WHAT IS NEEDED: Give the listing again, word for word.

SUPPLIED ENTRIES START

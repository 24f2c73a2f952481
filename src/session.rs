// src/session.rs
//! Session state and the single owned context for one tracking attempt

use crate::gps::data::{LocationFix, RoutePoint};
use crate::timer::SessionTimer;
use chrono::{DateTime, Utc};
use serde::Serialize;

/// Lifecycle state of a tracked session. Exactly one is active at a time.
#[derive(Debug, Clone, Copy, PartialEq, Eq, Serialize)]
pub enum SessionState {
    Tracking,
    Paused,
    Confirming,
    Saving,
    Success,
    Error,
    Discarded,
}

impl SessionState {
    /// Terminal states release the location subscription and the timer.
    pub fn is_terminal(&self) -> bool {
        matches!(
            self,
            SessionState::Success | SessionState::Error | SessionState::Discarded
        )
    }
}

impl std::fmt::Display for SessionState {
    fn fmt(&self, f: &mut std::fmt::Formatter<'_>) -> std::fmt::Result {
        let name = match self {
            SessionState::Tracking => "Tracking",
            SessionState::Paused => "Paused",
            SessionState::Confirming => "Confirming",
            SessionState::Saving => "Saving",
            SessionState::Success => "Success",
            SessionState::Error => "Error",
            SessionState::Discarded => "Discarded",
        };
        write!(f, "{}", name)
    }
}

/// The single mutable state container for one tracking attempt.
///
/// Owned exclusively by the session state machine; fully replaced (never
/// patched in place) whenever tracking restarts.
#[derive(Debug, Clone)]
pub struct SessionContext {
    pub state: SessionState,
    pub started_at: DateTime<Utc>,
    pub total_distance_km: f64,
    pub elevation_gain_m: f64,
    pub elevation_loss_m: f64,
    pub last_accepted_fix: Option<LocationFix>,
    pub last_altitude: Option<f64>,
    /// Displayed position; updated by every accuracy-accepted fix,
    /// including warmup fixes that feed nothing else.
    pub last_position: Option<(f64, f64)>,
    pub last_display_speed_kmh: f64,
    pub accepted_fix_count: u32,
    pub stabilized: bool,
    pub route_points: Vec<RoutePoint>,
    pub timer: SessionTimer,
    /// Whether the session was paused when the finish dialog opened;
    /// cancelling the finish returns to that state.
    pub paused_before_confirm: bool,
}

impl SessionContext {
    /// A zeroed context in the initial Tracking state.
    pub fn fresh() -> Self {
        Self {
            state: SessionState::Tracking,
            started_at: Utc::now(),
            total_distance_km: 0.0,
            elevation_gain_m: 0.0,
            elevation_loss_m: 0.0,
            last_accepted_fix: None,
            last_altitude: None,
            last_position: None,
            last_display_speed_kmh: 0.0,
            accepted_fix_count: 0,
            stabilized: false,
            route_points: Vec::new(),
            timer: SessionTimer::new(),
            paused_before_confirm: false,
        }
    }

    pub fn elapsed_seconds(&self) -> u64 {
        self.timer.elapsed_secs()
    }

    /// Read-only view for the presentation layer.
    pub fn snapshot(&self) -> TrackingSnapshot {
        TrackingSnapshot {
            state: self.state,
            elapsed_seconds: self.elapsed_seconds(),
            total_distance_km: self.total_distance_km,
            speed_kmh: self.last_display_speed_kmh,
            elevation_gain_m: self.elevation_gain_m,
            elevation_loss_m: self.elevation_loss_m,
            position: self.last_position,
            route_len: self.route_points.len(),
            stabilized: self.stabilized,
        }
    }
}

impl Default for SessionContext {
    fn default() -> Self {
        Self::fresh()
    }
}

/// Immutable copy of the live values the display is allowed to see.
#[derive(Debug, Clone, Serialize)]
pub struct TrackingSnapshot {
    pub state: SessionState,
    pub elapsed_seconds: u64,
    pub total_distance_km: f64,
    pub speed_kmh: f64,
    pub elevation_gain_m: f64,
    pub elevation_loss_m: f64,
    pub position: Option<(f64, f64)>,
    pub route_len: usize,
    pub stabilized: bool,
}

impl TrackingSnapshot {
    pub fn format_elapsed(&self) -> String {
        let h = self.elapsed_seconds / 3600;
        let m = (self.elapsed_seconds % 3600) / 60;
        let s = self.elapsed_seconds % 60;
        format!("{:02}:{:02}:{:02}", h, m, s)
    }
}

SUPPLIED ENTRIES END

EXERCISE SOLUTION:
repository 24f2c73a2f952481
filename src/session.rs
// src/session.rs
//! Session state and the single owned context for one tracking attempt

use crate::gps::data::{LocationFix, RoutePoint};
use crate::timer::SessionTimer;
use chrono::{DateTime, Utc};
use serde::Serialize;

/// Lifecycle state of a tracked session. Exactly one is active at a time.
#[derive(Debug, Clone, Copy, PartialEq, Eq, Serialize)]
pub enum SessionState {
    Tracking,
    Paused,
    Confirming,
    Saving,
    Success,
    Error,
    Discarded,
}

impl SessionState {
    /// Terminal states release the location subscription and the timer.
    pub fn is_terminal(&self) -> bool {
        matches!(
            self,
            SessionState::Success | SessionState::Error | SessionState::Discarded
        )
    }
}

impl std::fmt::Display for SessionState {
    fn fmt(&self, f: &mut std::fmt::Formatter<'_>) -> std::fmt::Result {
        let name = match self {
            SessionState::Tracking => "Tracking",
            SessionState::Paused => "Paused",
            SessionState::Confirming => "Confirming",
            SessionState::Saving => "Saving",
            SessionState::Success => "Success",
            SessionState::Error => "Error",
            SessionState::Discarded => "Discarded",
        };
        write!(f, "{}", name)
    }
}

/// The single mutable state container for one tracking attempt.
///
/// Owned exclusively by the session state machine; fully replaced (never
/// patched in place) whenever tracking restarts.
#[derive(Debug, Clone)]
pub struct SessionContext {
    pub state: SessionState,
    pub started_at: DateTime<Utc>,
    pub total_distance_km: f64,
    pub elevation_gain_m: f64,
    pub elevation_loss_m: f64,
    pub last_accepted_fix: Option<LocationFix>,
    pub last_altitude: Option<f64>,
    /// Displayed position; updated by every accuracy-accepted fix,
    /// including warmup fixes that feed nothing else.
    pub last_position: Option<(f64, f64)>,
    pub last_display_speed_kmh: f64,
    pub accepted_fix_count: u32,
    pub stabilized: bool,
    pub route_points: Vec<RoutePoint>,
    pub timer: SessionTimer,
    /// Whether the session was paused when the finish dialog opened;
    /// cancelling the finish returns to that state.
    pub paused_before_confirm: bool,
}

impl SessionContext {
    /// A zeroed context in the initial Tracking state.
    pub fn fresh() -> Self {
        Self {
            state: SessionState::Tracking,
            started_at: Utc::now(),
            total_distance_km: 0.0,
            elevation_gain_m: 0.0,
            elevation_loss_m: 0.0,
            last_accepted_fix: None,
            last_altitude: None,
            last_position: None,
            last_display_speed_kmh: 0.0,
            accepted_fix_count: 0,
            stabilized: false,
            route_points: Vec::new(),
            timer: SessionTimer::new(),
            paused_before_confirm: false,
        }
    }

    pub fn elapsed_seconds(&self) -> u64 {
        self.timer.elapsed_secs()
    }

    /// Read-only view for the presentation layer.
    pub fn snapshot(&self) -> TrackingSnapshot {
        TrackingSnapshot {
            state: self.state,
            elapsed_seconds: self.elapsed_seconds(),
            total_distance_km: self.total_distance_km,
            speed_kmh: self.last_display_speed_kmh,
            elevation_gain_m: self.elevation_gain_m,
            elevation_loss_m: self.elevation_loss_m,
            position: self.last_position,
            route_len: self.route_points.len(),
            stabilized: self.stabilized,
        }
    }
}

impl Default for SessionContext {
    fn default() -> Self {
        Self::fresh()
    }
}

/// Immutable copy of the live values the display is allowed to see.
#[derive(Debug, Clone, Serialize)]
pub struct TrackingSnapshot {
    pub state: SessionState,
    pub elapsed_seconds: u64,
    pub total_distance_km: f64,
    pub speed_kmh: f64,
    pub elevation_gain_m: f64,
    pub elevation_loss_m: f64,
    pub position: Option<(f64, f64)>,
    pub route_len: usize,
    pub stabilized: bool,
}

impl TrackingSnapshot {
    pub fn format_elapsed(&self) -> String {
        let h = self.elapsed_seconds / 3600;
        let m = (self.elapsed_seconds % 3600) / 60;
        let s = self.elapsed_seconds % 60;
        format!("{:02}:{:02}:{:02}", h, m, s)
    }
}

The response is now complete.